Definitions

from The American Heritage® Dictionary of the English Language, 5th Edition.

  • noun A verb form that functions as a substantive while retaining certain verbal characteristics, such as modification by adverbs, and that in English may be preceded by to, as in To go willingly is to show strength or We want him to work harder, or may also occur without to, as in She had them read the letter or We may finish today.

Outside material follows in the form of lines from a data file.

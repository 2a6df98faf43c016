//! Light command handlers.

use serde::Serialize;

use hthome_core::{DeviceController, Light, Power};

use crate::cli::{GlobalOpts, LightArgs, LightCommand};
use crate::error::CliError;
use crate::output;

#[derive(Serialize)]
struct LightStatus {
    id: String,
    name: String,
    power: Power,
}

fn detail(s: &LightStatus, color: bool) -> String {
    [
        format!("ID:       {}", s.id),
        format!("Name:     {}", s.name),
        format!("Power:    {}", output::power_label(s.power.is_on(), color)),
    ]
    .join("\n")
}

// ── Handler ─────────────────────────────────────────────────────────

pub async fn handle(args: LightArgs, global: &GlobalOpts) -> Result<(), CliError> {
    let (id, action) = match args.command {
        LightCommand::Status { id } => (id, None),
        LightCommand::On { id } => (id, Some(Power::On)),
        LightCommand::Off { id } => (id, Some(Power::Off)),
    };

    let platform = super::one_shot_platform(global);
    platform.discover_devices().await?;

    let result = match platform.light(&id).await {
        Ok(light) => run(&light, action, global).await,
        Err(e) => Err(e.into()),
    };

    platform.shutdown().await;
    result
}

async fn run(
    light: &DeviceController<Light>,
    action: Option<Power>,
    global: &GlobalOpts,
) -> Result<(), CliError> {
    let record = light.record();

    if let Some(power) = action {
        light.send_command(&power).await?;
        if !global.quiet {
            eprintln!("✓ Turned {power} {}", record.display_name);
        }
        return Ok(());
    }

    let status = LightStatus {
        id: record.id.clone(),
        name: record.display_name.clone(),
        power: light.poll_state().await?,
    };
    let color = output::should_color(global.color);
    let out = output::render_single(
        global.output,
        &status,
        |s| detail(s, color),
        |s| s.power.to_string(),
    )?;
    output::print_output(&out, global.quiet);
    Ok(())
}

from The Century Dictionary.

  • In grammar, unlimited; indefinite: noting a certain verb-form sometimes called the infinitive mode. See II.
  • noun In grammar, a certain verb-form expressing the general sense of the verb without restriction in regard to person or number, as English give, German geben, French donner, Latin dare, Greek διδόναι.
  • noun An endless quantity or number; an infinity.
  • noun a name conveniently used to designate briefly the infinitive phrase consisting of the infinitive proper (for example, ‘designate,’ below) and the so-called ‘sign,’ the preposition ‘to,’ when separated by a qualifying adverb or phrase, as in ‘to briefly designate,’ ‘to readily understand,’ ‘to suddenly and completely change one's attitude.’ This use is in high disfavor with literary critics and purists who write upon the subject, but it occurs abundantly in English literature from the seventeenth century down. Nearly every ‘standard author’ is ‘guilty’ of it, as Fitzedward Hall and others have shown, and it is thoroughly established in popular speech. It is often dictated by a sense of rhythm, the placing of the adverb after the verb and before the week adjunct or object which follows the verb resulting often in disharmony of rhythm and stress. The idiom is a perfectly natural development of the conditions given—a verb to be qualified, a stress qualifier, and an unstressed syllable (to) of no definite meaning. This syllable to is instinctively treated as a or the is treated in a similarly stressed sequence of adjective and noun (‘a brief designation,’ ‘the proper order,’ etc.)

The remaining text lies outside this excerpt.